*DATA FOR THIS TASK*:
//! Broadcaster that runs an external program per item

use super::{Broadcaster, RenderError};
use crate::types::NewsItem;
use async_trait::async_trait;
use std::path::PathBuf;
use std::process::Stdio;
use tokio::io::AsyncWriteExt;
use tokio::process::Command;

/// `EX_TEMPFAIL` from sysexits.h: the program asks to be retried later
pub const EXIT_TEMPFAIL: i32 = 75;

/// Runs a program once per item
///
/// The item is written to the program's stdin as JSON and its main fields are
/// also exported as `NEWSCAST_*` environment variables:
///
/// | Variable | Value |
/// |---|---|
/// | `NEWSCAST_ITEM_ID` | item id |
/// | `NEWSCAST_HEADLINE` | headline |
/// | `NEWSCAST_SUMMARY` | summary |
/// | `NEWSCAST_SOURCE` | feed name |
/// | `NEWSCAST_SOURCE_URL` | article link |
/// | `NEWSCAST_ATTEMPT` | 1 for the first attempt, 2 for the first retry, ... |
///
/// Exit code 0 is success. Exit code 75, death by signal, or a failure to
/// start the program are transient. Any other exit code is permanent.
///
/// The child is killed if the scheduler abandons the render (timeout or
/// shutdown).
pub struct CommandBroadcaster {
    program: PathBuf,
    args: Vec<String>,
}

impl CommandBroadcaster {
    /// Create a broadcaster for an explicit program path
    pub fn new(program: PathBuf) -> Self {
        Self {
            program,
            args: Vec::new(),
        }
    }

    /// Look up `name` in PATH
    ///
    /// Returns `None` if no such program is found.
    pub fn from_path(name: &str) -> Option<Self> {
        which::which(name).ok().map(Self::new)
    }

    /// Arguments passed to the program on every run
    pub fn with_args(mut self, args: Vec<String>) -> Self {
        self.args = args;
        self
    }

    /// Program that will be run
    pub fn program(&self) -> &PathBuf {
        &self.program
    }
}

#[async_trait]
impl Broadcaster for CommandBroadcaster {
    fn name(&self) -> &'static str {
        "command"
    }

    async fn stream(&self, item: &NewsItem) -> Result<(), RenderError> {
        let payload = serde_json::to_vec(item)
            .map_err(|e| RenderError::permanent(format!("failed to encode item: {}", e)))?;

        let mut child = Command::new(&self.program)
            .args(&self.args)
            .env("NEWSCAST_ITEM_ID", item.id.to_string())
            .env("NEWSCAST_HEADLINE", &item.headline)
            .env("NEWSCAST_SUMMARY", &item.summary)
            .env("NEWSCAST_SOURCE", &item.source_name)
            .env("NEWSCAST_SOURCE_URL", &item.source_url)
            .env("NEWSCAST_ATTEMPT", (item.retry_count + 1).to_string())
            .stdin(Stdio::piped())
            .stdout(Stdio::null())
            .stderr(Stdio::piped())
            .kill_on_drop(true)
            .spawn()
            .map_err(|e| {
                RenderError::transient(format!(
                    "failed to start {}: {}",
                    self.program.display(),
                    e
                ))
            })?;

        if let Some(mut stdin) = child.stdin.take() {
            // A program that ignores stdin may exit before reading it
            if let Err(e) = stdin.write_all(&payload).await {
                tracing::debug!(item_id = %item.id, error = %e, "broadcast command closed stdin early");
            }
            drop(stdin);
        }

        let output = child.wait_with_output().await.map_err(|e| {
            RenderError::transient(format!(
                "failed to wait for {}: {}",
                self.program.display(),
                e
            ))
        })?;

        let stderr = String::from_utf8_lossy(&output.stderr);
        let detail = stderr.lines().rev().find(|l| !l.trim().is_empty()).unwrap_or("").trim();

        match output.status.code() {
            Some(0) => Ok(()),
            Some(EXIT_TEMPFAIL) => Err(RenderError::transient(describe(
                "asked to retry (exit 75)",
                detail,
            ))),
            Some(code) => Err(RenderError::permanent(describe(
                &format!("exited with status {}", code),
                detail,
            ))),
            None => Err(RenderError::transient(describe("terminated by signal", detail))),
        }
    }
}

fn describe(what: &str, detail: &str) -> String {
    if detail.is_empty() {
        format!("broadcast command {}", what)
    } else {
        format!("broadcast command {}: {}", what, detail)
    }
}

*WHAT NEEDS TO BE DONE*: Within the listing above, the range opens at the line with "use tokio::process::Command;" and closes at the line with "which::which(name).ok().map(Self::new)". Reproduce exactly the lines of that range, including both ends.

*WRITTEN SOLUTION*:
use tokio::process::Command;

/// `EX_TEMPFAIL` from sysexits.h: the program asks to be retried later
pub const EXIT_TEMPFAIL: i32 = 75;

/// Runs a program once per item
///
/// The item is written to the program's stdin as JSON and its main fields are
/// also exported as `NEWSCAST_*` environment variables:
///
/// | Variable | Value |
/// |---|---|
/// | `NEWSCAST_ITEM_ID` | item id |
/// | `NEWSCAST_HEADLINE` | headline |
/// | `NEWSCAST_SUMMARY` | summary |
/// | `NEWSCAST_SOURCE` | feed name |
/// | `NEWSCAST_SOURCE_URL` | article link |
/// | `NEWSCAST_ATTEMPT` | 1 for the first attempt, 2 for the first retry, ... |
///
/// Exit code 0 is success. Exit code 75, death by signal, or a failure to
/// start the program are transient. Any other exit code is permanent.
///
/// The child is killed if the scheduler abandons the render (timeout or
/// shutdown).
pub struct CommandBroadcaster {
    program: PathBuf,
    args: Vec<String>,
}

impl CommandBroadcaster {
    /// Create a broadcaster for an explicit program path
    pub fn new(program: PathBuf) -> Self {
        Self {
            program,
            args: Vec::new(),
        }
    }

    /// Look up `name` in PATH
    ///
    /// Returns `None` if no such program is found.
    pub fn from_path(name: &str) -> Option<Self> {
        which::which(name).ok().map(Self::new)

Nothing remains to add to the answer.